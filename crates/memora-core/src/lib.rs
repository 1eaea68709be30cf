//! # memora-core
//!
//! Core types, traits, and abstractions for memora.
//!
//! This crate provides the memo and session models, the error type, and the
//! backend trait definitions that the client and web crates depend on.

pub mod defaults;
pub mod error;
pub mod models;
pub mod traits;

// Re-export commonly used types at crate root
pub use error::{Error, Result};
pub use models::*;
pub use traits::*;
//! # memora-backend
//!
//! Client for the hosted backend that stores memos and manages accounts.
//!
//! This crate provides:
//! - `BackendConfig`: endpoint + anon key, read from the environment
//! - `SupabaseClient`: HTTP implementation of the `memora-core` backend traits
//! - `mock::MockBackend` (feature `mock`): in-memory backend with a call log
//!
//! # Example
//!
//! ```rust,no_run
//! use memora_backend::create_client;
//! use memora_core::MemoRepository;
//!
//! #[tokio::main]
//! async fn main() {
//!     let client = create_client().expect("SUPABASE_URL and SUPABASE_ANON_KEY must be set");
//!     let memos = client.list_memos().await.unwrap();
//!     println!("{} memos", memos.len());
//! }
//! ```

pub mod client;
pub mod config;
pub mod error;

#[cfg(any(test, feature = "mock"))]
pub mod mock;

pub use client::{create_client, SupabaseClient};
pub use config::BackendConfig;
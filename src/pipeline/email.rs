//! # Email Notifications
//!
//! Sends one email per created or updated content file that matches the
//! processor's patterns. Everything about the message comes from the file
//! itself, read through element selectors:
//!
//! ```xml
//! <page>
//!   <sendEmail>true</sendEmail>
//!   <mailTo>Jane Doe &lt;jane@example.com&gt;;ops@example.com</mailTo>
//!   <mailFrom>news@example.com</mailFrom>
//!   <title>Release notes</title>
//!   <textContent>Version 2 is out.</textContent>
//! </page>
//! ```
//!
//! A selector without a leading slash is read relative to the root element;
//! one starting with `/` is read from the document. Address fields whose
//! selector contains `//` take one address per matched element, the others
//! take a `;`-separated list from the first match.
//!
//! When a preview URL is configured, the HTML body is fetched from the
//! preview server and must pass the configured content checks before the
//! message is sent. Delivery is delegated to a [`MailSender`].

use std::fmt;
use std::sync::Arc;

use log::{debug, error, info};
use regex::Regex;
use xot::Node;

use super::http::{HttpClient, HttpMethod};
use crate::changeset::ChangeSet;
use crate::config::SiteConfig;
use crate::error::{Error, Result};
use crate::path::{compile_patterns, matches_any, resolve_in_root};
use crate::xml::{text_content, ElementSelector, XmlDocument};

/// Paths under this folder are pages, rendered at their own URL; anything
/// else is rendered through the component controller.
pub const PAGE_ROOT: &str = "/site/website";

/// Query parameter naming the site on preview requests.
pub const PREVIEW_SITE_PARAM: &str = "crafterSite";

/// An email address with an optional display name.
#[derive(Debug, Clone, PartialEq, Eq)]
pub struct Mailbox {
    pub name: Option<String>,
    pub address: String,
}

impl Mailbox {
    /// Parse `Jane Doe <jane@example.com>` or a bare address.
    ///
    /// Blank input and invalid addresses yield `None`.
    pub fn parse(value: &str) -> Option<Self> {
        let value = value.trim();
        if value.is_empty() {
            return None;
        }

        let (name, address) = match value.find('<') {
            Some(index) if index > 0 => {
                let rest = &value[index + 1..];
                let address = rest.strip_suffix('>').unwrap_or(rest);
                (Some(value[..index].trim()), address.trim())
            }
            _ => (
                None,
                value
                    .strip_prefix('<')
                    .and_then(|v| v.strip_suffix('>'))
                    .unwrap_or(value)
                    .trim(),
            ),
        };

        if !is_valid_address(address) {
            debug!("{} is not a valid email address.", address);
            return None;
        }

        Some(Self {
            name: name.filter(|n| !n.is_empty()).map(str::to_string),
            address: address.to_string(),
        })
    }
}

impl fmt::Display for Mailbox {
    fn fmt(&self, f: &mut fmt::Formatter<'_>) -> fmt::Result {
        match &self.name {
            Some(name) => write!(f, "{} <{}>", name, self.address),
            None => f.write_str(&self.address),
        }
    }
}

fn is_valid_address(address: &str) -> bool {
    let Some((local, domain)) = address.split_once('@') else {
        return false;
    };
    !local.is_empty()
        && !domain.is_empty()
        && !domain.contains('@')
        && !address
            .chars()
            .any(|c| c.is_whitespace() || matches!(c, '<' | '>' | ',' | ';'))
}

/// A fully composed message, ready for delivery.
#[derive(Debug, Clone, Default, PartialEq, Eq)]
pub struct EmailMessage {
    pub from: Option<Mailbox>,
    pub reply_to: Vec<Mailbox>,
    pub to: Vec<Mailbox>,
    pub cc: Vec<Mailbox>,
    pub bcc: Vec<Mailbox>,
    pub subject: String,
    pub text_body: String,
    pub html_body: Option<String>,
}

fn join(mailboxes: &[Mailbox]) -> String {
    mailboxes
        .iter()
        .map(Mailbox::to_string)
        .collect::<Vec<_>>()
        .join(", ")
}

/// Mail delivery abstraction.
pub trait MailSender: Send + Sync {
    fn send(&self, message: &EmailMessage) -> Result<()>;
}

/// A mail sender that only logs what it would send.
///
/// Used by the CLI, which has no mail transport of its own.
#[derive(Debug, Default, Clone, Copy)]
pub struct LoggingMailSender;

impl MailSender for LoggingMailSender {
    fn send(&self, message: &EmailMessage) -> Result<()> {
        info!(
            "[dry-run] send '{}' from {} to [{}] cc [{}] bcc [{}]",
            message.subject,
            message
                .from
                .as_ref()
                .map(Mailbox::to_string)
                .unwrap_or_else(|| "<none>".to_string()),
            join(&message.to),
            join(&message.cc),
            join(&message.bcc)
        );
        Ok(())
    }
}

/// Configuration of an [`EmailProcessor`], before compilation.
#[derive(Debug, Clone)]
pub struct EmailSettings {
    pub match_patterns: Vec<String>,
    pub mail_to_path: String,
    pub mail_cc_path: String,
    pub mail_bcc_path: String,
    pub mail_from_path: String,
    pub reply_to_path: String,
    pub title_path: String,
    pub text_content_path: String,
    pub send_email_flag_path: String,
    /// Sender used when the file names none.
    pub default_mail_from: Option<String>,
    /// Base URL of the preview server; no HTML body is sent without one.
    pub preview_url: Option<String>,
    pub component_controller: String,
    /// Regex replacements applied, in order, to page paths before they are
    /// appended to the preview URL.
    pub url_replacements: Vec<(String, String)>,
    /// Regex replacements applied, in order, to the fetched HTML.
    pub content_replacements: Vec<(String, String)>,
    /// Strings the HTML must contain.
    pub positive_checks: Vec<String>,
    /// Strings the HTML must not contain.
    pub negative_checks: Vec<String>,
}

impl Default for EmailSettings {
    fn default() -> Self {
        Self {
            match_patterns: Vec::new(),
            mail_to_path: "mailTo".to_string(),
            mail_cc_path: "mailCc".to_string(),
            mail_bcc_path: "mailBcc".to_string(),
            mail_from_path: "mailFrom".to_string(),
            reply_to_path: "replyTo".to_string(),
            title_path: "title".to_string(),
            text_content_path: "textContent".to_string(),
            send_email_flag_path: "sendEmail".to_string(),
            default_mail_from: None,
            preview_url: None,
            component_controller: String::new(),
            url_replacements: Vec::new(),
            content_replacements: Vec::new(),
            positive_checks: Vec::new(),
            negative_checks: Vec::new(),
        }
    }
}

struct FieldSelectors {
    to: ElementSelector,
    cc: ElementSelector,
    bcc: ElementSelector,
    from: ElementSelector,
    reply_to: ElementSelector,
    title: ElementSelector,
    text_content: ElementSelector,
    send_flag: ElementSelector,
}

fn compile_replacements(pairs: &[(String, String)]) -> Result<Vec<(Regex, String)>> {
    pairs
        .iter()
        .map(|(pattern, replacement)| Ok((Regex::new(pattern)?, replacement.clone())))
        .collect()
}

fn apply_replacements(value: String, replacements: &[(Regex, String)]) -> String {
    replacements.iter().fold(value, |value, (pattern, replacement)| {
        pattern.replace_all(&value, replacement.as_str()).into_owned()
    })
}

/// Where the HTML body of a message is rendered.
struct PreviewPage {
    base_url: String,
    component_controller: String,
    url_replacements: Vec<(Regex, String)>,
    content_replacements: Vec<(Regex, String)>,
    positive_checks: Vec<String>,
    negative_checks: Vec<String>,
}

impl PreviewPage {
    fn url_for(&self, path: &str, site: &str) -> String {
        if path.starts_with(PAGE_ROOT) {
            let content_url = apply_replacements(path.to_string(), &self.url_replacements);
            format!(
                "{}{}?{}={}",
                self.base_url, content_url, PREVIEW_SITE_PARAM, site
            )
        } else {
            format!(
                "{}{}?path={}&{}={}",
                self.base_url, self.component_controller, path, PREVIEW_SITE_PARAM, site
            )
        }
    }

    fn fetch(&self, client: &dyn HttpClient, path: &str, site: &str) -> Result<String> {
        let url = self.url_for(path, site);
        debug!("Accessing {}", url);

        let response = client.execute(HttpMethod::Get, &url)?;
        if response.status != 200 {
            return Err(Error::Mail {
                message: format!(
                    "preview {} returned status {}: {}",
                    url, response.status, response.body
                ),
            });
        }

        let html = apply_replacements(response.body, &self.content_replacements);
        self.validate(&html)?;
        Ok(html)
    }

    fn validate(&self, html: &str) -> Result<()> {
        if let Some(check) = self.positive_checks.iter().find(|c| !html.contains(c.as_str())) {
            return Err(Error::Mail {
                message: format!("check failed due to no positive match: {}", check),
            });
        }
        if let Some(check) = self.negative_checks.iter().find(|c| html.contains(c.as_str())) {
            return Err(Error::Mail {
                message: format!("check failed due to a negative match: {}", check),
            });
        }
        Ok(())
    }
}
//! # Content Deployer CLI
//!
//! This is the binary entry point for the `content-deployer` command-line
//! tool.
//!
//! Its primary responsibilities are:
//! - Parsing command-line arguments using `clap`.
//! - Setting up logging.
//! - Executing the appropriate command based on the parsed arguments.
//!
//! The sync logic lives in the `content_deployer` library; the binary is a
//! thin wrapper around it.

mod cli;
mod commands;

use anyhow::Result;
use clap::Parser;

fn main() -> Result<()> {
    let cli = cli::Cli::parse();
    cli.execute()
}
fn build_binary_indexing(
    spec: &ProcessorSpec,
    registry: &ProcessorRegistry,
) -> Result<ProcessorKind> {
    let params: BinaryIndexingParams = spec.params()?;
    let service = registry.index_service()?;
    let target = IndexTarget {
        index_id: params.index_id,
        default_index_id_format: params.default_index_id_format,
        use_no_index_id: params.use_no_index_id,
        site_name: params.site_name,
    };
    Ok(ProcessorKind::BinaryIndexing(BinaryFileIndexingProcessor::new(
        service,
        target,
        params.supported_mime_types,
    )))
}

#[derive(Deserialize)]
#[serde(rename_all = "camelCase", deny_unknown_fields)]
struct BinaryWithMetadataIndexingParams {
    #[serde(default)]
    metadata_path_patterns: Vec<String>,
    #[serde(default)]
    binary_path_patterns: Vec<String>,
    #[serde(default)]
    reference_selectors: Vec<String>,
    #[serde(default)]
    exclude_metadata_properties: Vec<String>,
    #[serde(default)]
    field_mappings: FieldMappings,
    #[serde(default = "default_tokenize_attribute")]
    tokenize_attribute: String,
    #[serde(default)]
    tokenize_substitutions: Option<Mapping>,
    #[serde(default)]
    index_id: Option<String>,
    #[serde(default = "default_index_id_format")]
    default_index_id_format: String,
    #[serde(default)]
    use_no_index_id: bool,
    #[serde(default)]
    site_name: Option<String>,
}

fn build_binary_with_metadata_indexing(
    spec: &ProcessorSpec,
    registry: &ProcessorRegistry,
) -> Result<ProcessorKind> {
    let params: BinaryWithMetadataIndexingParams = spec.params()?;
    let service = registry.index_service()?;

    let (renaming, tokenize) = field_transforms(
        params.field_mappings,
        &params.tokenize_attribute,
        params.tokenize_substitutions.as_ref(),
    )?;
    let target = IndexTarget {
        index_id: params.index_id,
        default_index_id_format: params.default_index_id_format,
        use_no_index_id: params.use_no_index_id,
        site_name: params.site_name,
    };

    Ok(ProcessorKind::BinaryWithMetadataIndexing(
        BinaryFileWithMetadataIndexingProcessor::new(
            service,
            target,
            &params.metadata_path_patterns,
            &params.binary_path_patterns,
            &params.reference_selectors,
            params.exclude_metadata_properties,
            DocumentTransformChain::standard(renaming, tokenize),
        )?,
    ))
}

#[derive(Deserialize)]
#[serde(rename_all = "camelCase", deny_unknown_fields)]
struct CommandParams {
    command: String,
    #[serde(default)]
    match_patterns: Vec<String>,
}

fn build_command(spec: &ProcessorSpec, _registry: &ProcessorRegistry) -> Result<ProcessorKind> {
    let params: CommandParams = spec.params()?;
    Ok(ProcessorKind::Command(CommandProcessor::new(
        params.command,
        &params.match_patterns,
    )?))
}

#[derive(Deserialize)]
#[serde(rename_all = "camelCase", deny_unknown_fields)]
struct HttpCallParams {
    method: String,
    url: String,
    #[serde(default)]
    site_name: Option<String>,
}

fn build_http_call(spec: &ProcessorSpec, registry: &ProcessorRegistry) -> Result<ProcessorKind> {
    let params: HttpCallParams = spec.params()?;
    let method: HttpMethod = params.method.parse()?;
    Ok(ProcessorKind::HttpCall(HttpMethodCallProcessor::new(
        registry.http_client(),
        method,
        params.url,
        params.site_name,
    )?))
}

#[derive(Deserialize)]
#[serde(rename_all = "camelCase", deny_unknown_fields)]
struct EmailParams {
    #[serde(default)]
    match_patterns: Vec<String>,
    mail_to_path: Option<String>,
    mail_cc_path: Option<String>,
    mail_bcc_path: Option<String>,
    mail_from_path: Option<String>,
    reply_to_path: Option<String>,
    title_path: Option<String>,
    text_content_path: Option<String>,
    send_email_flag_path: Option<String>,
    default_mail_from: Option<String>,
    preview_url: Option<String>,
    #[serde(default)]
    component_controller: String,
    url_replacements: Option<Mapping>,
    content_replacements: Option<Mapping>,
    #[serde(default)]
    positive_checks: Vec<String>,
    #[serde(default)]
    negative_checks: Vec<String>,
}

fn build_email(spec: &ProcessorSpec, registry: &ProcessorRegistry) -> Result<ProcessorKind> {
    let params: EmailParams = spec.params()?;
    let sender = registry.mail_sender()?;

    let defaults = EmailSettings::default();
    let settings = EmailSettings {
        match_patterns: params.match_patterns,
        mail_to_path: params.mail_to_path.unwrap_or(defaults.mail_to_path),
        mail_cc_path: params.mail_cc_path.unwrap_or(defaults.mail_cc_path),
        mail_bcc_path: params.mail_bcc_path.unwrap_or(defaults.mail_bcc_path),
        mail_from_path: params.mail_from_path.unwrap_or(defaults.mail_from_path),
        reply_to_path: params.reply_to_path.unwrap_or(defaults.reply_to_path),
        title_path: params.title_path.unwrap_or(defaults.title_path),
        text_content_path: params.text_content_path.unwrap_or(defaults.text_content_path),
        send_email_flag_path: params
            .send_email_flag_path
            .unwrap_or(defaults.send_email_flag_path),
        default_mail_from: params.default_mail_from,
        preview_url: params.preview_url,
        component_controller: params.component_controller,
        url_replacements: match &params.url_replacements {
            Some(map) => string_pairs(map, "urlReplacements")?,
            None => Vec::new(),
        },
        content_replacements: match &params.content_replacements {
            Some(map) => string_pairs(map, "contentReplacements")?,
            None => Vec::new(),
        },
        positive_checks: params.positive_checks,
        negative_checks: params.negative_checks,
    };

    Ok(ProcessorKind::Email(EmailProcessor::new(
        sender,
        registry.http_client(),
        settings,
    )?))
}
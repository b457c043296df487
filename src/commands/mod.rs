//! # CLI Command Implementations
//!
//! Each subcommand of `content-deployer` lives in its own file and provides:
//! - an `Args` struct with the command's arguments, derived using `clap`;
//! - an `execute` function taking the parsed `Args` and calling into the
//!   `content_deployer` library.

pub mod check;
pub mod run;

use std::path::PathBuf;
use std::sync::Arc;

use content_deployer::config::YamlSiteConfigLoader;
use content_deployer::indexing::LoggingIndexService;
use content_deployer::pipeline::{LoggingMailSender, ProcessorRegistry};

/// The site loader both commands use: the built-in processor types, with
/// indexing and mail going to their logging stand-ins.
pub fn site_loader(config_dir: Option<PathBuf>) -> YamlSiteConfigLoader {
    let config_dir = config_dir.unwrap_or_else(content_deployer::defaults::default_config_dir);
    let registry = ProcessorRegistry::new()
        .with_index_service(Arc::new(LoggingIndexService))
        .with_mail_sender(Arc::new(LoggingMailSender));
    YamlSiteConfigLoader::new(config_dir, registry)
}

□ □ □ □

Every line from the one with "use content_deployer::config::YamlSiteConfigLoader;" through the last line of the records above should be returned exactly, please, and no others.

● Written solution:
use content_deployer::config::YamlSiteConfigLoader;
use content_deployer::indexing::LoggingIndexService;
use content_deployer::pipeline::{LoggingMailSender, ProcessorRegistry};

/// The site loader both commands use: the built-in processor types, with
/// indexing and mail going to their logging stand-ins.
pub fn site_loader(config_dir: Option<PathBuf>) -> YamlSiteConfigLoader {
    let config_dir = config_dir.unwrap_or_else(content_deployer::defaults::default_config_dir);
    let registry = ProcessorRegistry::new()
        .with_index_service(Arc::new(LoggingIndexService))
        .with_mail_sender(Arc::new(LoggingMailSender));
    YamlSiteConfigLoader::new(config_dir, registry)
}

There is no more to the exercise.